▸ **Brief**:
Report the count of lines containing the word "static" in the entries below, and nothing more.

↓↓↓

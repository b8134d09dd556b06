//! Property-bag reading shared by `Field`, `OrderField`, `QueryField` and `QueryGroup`.
//!
//! A bag is any `serde::Serialize` value that serializes to an object: a plain
//! struct, a `serde_json::json!({...})` literal or a map. Member order is the
//! declaration/insertion order (`serde_json` is built with `preserve_order`).

use crate::error::{StmtError, StmtResult};
use serde::Serialize;

/// Read the ordered `(name, value)` members of a bag.
pub(crate) fn members<T>(bag: &T) -> StmtResult<Vec<(String, serde_json::Value)>>
where
    T: Serialize + ?Sized,
{
    let value = serde_json::to_value(bag)?;
    let map = match value {
        serde_json::Value::Object(map) => map,
        other => {
            return Err(StmtError::invalid_operation(format!(
                "expected an object-like bag, got {}",
                kind_of(&other)
            )));
        }
    };
    if map.is_empty() {
        return Err(StmtError::invalid_operation(
            "the bag does not have any readable members",
        ));
    }
    Ok(map.into_iter().collect())
}

fn kind_of(value: &serde_json::Value) -> &'static str {
    match value {
        serde_json::Value::Null => "null",
        serde_json::Value::Bool(_) => "a boolean",
        serde_json::Value::Number(_) => "a number",
        serde_json::Value::String(_) => "a string",
        serde_json::Value::Array(_) => "an array",
        serde_json::Value::Object(_) => "an object",
    }
}

#[cfg(test)]
mod tests {
    use super::*;

    #[derive(Serialize)]
    struct Person {
        id: i64,
        name: &'static str,
        age: Option<i32>,
    }

    #[test]
    fn struct_members_keep_declaration_order() {
        let bag = Person {
            id: 1,
            name: "x",
            age: None,
        };
        let names: Vec<String> = members(&bag).unwrap().into_iter().map(|(k, _)| k).collect();
        assert_eq!(names, ["id", "name", "age"]);
    }

    #[test]
    fn json_literal_keeps_insertion_order() {
        let bag = serde_json::json!({ "Zeta": 1, "Alpha": 2 });
        let names: Vec<String> = members(&bag).unwrap().into_iter().map(|(k, _)| k).collect();
        assert_eq!(names, ["Zeta", "Alpha"]);
    }

    #[test]
    fn scalar_bag_is_rejected() {
        assert!(members(&42).unwrap_err().is_invalid_operation());
        assert!(members("text").unwrap_err().is_invalid_operation());
    }

    #[test]
    fn empty_bag_is_rejected() {
        #[derive(Serialize)]
        struct Nothing {}
        assert!(members(&Nothing {}).unwrap_err().is_invalid_operation());
    }
}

↑↑↑

▸ **Solution to this task**:
2